> [TASK ITEM]: Look at the entries below and restate word for word the lines from the first through the one that has "read data set or member content".

> [DATA UNDER STUDY]:
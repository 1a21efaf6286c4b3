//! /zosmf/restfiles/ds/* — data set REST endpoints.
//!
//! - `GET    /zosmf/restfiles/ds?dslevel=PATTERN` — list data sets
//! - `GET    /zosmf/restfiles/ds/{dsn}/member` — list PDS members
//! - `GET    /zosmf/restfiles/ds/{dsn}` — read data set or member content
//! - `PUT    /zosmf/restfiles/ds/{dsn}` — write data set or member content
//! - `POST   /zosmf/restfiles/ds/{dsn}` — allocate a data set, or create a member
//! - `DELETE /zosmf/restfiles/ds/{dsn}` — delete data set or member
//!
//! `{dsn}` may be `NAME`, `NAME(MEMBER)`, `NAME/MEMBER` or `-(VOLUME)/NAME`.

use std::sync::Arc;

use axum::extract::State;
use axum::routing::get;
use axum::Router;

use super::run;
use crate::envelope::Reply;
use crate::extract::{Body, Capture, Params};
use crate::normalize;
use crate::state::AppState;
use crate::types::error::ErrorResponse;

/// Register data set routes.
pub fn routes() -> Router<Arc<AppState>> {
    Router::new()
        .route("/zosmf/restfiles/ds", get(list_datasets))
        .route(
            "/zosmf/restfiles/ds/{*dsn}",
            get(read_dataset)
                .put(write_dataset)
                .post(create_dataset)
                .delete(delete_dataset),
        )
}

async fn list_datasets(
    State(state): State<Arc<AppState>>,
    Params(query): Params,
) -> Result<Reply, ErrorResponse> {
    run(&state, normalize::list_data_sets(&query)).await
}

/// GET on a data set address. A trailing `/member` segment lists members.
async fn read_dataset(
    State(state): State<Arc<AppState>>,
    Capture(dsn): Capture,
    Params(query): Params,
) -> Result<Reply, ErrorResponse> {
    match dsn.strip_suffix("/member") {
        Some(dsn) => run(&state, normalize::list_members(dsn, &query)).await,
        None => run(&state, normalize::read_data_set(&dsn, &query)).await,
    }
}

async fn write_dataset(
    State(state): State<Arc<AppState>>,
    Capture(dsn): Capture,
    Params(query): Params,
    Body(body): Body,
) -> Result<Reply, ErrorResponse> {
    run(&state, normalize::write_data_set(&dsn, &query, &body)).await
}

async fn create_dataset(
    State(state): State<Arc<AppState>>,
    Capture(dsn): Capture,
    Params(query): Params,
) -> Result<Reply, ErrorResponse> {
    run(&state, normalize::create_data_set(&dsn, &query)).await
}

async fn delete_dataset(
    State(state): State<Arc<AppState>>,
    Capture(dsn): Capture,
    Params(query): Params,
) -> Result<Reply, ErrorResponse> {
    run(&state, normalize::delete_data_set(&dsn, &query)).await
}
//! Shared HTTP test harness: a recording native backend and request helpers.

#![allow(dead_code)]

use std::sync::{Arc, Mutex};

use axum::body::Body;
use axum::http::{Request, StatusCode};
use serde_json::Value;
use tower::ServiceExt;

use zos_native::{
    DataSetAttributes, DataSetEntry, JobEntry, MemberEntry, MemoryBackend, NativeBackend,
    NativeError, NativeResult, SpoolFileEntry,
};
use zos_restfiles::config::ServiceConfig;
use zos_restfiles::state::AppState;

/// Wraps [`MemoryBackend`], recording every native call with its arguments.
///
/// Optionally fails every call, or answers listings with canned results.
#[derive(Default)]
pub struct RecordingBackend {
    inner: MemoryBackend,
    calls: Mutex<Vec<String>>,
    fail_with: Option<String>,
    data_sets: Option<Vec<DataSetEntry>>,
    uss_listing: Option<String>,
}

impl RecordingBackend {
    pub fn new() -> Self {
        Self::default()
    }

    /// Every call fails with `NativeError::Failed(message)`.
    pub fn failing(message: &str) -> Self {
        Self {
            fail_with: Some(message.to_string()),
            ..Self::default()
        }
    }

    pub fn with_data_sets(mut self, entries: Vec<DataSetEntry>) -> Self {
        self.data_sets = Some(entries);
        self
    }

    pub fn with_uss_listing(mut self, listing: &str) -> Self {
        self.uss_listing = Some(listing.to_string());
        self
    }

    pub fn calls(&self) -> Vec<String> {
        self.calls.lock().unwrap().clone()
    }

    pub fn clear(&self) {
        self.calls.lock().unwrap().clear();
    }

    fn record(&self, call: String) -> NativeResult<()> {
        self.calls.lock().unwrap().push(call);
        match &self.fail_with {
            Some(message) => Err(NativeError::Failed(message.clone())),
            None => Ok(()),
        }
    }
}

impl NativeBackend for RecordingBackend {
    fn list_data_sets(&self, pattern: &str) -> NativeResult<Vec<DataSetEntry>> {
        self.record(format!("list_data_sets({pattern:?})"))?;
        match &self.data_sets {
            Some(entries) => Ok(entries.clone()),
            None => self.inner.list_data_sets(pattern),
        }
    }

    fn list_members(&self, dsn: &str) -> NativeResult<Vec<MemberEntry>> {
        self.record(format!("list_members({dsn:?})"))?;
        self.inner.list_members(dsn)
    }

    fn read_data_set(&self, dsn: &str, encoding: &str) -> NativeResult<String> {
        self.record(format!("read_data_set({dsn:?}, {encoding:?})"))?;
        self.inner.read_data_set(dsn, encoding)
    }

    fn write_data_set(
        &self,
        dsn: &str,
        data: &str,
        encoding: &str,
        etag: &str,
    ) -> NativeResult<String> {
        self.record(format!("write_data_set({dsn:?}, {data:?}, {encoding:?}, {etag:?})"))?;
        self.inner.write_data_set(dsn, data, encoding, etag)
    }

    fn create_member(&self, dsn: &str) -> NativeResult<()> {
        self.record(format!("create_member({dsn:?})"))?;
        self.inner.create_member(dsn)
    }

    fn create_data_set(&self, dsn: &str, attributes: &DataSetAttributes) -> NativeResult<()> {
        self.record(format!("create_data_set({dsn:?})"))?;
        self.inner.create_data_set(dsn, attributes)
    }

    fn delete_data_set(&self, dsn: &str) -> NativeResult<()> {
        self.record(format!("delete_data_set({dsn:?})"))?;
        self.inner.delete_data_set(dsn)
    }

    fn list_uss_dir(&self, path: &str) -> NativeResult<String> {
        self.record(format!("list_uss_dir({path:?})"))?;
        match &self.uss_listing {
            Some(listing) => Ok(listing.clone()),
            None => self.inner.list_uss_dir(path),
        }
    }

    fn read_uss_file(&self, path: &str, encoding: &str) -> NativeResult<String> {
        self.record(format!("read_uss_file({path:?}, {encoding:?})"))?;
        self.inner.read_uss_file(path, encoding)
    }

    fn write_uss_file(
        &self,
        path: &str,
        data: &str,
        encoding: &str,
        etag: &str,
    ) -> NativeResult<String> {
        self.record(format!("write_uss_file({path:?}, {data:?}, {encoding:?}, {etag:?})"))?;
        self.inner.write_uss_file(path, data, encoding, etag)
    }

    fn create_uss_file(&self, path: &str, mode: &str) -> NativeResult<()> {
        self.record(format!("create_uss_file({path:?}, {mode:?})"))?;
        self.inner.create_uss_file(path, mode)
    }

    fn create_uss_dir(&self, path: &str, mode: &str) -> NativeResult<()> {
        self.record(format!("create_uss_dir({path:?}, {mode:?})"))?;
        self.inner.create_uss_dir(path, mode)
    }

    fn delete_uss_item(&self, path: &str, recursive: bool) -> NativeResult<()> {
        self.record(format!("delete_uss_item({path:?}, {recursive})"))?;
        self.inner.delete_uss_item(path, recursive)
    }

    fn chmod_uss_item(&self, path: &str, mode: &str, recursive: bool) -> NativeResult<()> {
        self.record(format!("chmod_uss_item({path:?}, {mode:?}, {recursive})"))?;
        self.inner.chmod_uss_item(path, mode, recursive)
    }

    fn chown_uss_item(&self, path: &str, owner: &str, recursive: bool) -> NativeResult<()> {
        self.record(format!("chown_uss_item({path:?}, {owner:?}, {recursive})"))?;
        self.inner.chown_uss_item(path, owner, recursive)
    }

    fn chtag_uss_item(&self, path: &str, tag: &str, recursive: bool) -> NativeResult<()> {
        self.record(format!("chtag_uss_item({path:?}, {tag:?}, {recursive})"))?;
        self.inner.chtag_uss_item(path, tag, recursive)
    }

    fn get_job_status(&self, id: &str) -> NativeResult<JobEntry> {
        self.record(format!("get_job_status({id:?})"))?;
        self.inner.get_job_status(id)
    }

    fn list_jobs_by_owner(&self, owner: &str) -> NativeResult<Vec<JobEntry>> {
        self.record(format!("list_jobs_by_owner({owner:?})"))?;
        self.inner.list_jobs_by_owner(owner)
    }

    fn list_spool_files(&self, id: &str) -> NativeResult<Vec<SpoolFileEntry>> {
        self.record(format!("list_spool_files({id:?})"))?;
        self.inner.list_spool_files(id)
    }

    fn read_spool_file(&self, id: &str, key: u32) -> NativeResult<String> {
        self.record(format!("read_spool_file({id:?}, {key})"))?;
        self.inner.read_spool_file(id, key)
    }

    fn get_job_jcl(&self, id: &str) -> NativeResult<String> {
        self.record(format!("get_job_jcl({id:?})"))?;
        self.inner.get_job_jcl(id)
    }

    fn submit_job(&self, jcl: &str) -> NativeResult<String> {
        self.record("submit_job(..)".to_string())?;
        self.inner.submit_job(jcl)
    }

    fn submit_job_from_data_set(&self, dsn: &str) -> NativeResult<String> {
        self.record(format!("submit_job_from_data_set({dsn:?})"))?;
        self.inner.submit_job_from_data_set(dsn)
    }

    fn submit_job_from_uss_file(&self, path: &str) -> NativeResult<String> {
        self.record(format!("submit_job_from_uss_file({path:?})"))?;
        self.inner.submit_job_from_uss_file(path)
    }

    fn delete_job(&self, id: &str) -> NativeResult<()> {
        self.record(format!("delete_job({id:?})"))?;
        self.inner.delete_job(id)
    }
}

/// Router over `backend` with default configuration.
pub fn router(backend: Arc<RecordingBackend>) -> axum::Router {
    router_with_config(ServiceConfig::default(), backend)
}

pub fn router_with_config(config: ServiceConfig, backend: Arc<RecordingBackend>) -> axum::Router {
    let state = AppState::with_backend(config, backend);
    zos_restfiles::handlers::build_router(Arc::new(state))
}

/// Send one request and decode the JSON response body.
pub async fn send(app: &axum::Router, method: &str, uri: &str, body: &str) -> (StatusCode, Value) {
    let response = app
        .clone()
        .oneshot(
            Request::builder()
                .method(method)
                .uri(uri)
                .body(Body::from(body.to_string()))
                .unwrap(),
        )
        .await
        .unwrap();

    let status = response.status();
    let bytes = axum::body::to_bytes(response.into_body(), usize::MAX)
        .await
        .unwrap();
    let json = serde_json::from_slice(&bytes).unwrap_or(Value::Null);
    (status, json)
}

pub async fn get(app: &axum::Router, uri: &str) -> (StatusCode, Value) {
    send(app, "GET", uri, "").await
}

> [REPLY]:
repository 1a21efaf6286c4b3
//! /zosmf/restfiles/ds/* — data set REST endpoints.
//!
//! - `GET    /zosmf/restfiles/ds?dslevel=PATTERN` — list data sets
//! - `GET    /zosmf/restfiles/ds/{dsn}/member` — list PDS members
//! - `GET    /zosmf/restfiles/ds/{dsn}` — read data set or member content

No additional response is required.